ASSIGNED TASK: Return only the lines of the listing below that run from the line with "match, ignoring pre-release" through the line with "pub fn has_same_numeric_components(&self, other: &Self)", both ends included, exactly as written.

++++

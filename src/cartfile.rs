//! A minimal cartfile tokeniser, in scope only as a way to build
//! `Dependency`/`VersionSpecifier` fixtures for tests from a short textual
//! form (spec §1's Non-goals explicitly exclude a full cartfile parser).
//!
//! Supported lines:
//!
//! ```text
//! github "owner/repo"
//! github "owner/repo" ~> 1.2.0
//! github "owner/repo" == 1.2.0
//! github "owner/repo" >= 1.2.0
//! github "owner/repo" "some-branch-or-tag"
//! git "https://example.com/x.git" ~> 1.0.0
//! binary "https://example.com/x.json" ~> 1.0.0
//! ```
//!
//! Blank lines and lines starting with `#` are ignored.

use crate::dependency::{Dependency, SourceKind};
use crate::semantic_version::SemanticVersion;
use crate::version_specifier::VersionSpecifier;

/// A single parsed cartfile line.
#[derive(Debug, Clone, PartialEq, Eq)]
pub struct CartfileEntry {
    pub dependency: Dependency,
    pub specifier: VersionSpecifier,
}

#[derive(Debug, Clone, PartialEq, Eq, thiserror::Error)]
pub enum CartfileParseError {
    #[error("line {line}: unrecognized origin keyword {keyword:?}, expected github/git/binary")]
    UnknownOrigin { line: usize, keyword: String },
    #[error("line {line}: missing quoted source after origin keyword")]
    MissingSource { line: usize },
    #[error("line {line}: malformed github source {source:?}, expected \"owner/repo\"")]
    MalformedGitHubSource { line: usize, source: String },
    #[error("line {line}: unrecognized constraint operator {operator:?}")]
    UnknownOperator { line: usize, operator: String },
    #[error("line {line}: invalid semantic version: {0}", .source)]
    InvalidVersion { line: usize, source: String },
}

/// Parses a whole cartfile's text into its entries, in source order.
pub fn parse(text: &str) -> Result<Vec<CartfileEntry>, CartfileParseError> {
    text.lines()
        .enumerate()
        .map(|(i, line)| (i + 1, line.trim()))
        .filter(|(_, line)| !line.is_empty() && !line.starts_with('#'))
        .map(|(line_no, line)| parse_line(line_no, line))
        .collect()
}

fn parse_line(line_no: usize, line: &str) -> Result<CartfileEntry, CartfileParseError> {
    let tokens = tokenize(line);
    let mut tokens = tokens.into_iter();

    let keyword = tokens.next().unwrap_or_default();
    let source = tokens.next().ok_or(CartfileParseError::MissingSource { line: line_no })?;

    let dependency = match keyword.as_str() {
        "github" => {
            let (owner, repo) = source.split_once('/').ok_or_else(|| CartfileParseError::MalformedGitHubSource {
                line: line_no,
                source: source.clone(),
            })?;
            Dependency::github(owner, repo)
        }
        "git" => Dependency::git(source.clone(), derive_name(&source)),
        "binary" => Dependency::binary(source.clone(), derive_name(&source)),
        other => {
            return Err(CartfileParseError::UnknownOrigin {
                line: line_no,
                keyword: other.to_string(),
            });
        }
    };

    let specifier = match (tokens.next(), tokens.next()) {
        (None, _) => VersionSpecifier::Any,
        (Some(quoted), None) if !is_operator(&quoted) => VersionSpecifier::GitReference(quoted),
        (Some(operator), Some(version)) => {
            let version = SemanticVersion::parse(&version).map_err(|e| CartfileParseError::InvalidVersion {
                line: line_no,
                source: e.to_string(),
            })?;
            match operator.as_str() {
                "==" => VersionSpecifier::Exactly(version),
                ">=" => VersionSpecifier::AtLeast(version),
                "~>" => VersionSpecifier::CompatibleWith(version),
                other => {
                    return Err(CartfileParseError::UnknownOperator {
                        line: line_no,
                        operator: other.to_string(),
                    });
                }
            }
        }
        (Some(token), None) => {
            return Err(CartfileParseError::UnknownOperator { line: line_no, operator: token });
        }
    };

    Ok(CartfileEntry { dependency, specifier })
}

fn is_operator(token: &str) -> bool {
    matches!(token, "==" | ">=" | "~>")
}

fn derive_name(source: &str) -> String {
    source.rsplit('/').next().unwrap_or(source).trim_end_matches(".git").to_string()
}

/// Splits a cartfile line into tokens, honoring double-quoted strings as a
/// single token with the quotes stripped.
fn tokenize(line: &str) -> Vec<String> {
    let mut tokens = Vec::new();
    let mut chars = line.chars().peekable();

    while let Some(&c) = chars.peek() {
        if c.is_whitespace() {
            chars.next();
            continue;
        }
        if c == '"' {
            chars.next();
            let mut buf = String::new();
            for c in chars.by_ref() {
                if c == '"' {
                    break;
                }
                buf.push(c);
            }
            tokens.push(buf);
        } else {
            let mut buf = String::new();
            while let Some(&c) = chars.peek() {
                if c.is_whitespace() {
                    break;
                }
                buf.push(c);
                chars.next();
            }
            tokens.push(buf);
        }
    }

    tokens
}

++++

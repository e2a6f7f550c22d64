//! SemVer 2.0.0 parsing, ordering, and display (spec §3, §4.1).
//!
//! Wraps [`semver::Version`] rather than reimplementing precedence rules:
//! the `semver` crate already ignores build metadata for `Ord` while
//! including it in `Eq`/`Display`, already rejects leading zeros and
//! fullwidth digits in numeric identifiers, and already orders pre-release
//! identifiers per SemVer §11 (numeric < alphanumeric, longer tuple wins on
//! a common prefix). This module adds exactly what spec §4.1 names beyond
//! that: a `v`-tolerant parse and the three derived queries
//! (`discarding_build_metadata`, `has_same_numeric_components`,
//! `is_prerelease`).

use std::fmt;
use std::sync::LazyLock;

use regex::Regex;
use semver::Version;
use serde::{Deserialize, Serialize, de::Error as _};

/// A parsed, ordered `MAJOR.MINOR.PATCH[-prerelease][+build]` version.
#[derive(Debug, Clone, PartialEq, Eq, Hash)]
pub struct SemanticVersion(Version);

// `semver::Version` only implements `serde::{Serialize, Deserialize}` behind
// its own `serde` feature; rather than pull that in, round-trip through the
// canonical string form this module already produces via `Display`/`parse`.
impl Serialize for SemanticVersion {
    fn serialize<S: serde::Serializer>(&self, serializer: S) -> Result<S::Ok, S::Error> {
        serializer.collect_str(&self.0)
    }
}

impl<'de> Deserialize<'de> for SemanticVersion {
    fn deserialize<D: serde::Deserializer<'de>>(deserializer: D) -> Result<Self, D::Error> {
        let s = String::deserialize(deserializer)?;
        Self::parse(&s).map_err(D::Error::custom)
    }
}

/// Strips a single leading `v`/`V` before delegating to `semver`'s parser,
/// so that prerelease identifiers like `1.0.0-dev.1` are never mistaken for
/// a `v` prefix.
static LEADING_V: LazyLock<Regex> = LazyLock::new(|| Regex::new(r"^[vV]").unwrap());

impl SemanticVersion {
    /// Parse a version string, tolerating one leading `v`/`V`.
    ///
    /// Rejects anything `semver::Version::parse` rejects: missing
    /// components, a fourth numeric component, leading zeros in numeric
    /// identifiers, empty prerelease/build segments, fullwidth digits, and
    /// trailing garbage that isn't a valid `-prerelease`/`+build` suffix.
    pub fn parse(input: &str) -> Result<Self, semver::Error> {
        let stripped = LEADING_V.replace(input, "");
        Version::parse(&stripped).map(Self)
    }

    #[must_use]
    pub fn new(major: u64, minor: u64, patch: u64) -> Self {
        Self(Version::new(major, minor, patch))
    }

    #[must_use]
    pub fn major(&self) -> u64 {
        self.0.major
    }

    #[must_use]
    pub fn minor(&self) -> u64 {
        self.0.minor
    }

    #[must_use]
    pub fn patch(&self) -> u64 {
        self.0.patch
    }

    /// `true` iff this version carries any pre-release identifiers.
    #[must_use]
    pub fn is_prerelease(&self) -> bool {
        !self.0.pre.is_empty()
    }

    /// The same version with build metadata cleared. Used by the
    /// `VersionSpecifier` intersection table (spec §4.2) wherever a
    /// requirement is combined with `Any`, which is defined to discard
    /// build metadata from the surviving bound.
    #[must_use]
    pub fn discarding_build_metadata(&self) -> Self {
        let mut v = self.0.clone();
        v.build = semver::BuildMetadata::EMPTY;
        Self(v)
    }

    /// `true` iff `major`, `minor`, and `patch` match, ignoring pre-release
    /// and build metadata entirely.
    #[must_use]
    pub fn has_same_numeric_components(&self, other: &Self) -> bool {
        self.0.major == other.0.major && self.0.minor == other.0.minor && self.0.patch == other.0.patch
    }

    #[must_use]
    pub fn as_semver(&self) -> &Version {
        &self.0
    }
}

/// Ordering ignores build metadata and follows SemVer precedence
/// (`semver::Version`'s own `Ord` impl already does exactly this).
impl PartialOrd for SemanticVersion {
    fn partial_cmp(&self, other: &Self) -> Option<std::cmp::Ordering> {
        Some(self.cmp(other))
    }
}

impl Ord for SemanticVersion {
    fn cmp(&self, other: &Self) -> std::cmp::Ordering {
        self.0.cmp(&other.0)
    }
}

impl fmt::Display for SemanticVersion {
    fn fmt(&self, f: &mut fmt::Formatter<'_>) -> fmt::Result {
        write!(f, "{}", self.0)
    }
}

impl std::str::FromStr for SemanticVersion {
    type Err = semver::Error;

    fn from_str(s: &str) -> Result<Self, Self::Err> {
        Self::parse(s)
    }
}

++++

THE ANSWER:
    /// `true` iff `major`, `minor`, and `patch` match, ignoring pre-release
    /// and build metadata entirely.
    #[must_use]
    pub fn has_same_numeric_components(&self, other: &Self) -> bool {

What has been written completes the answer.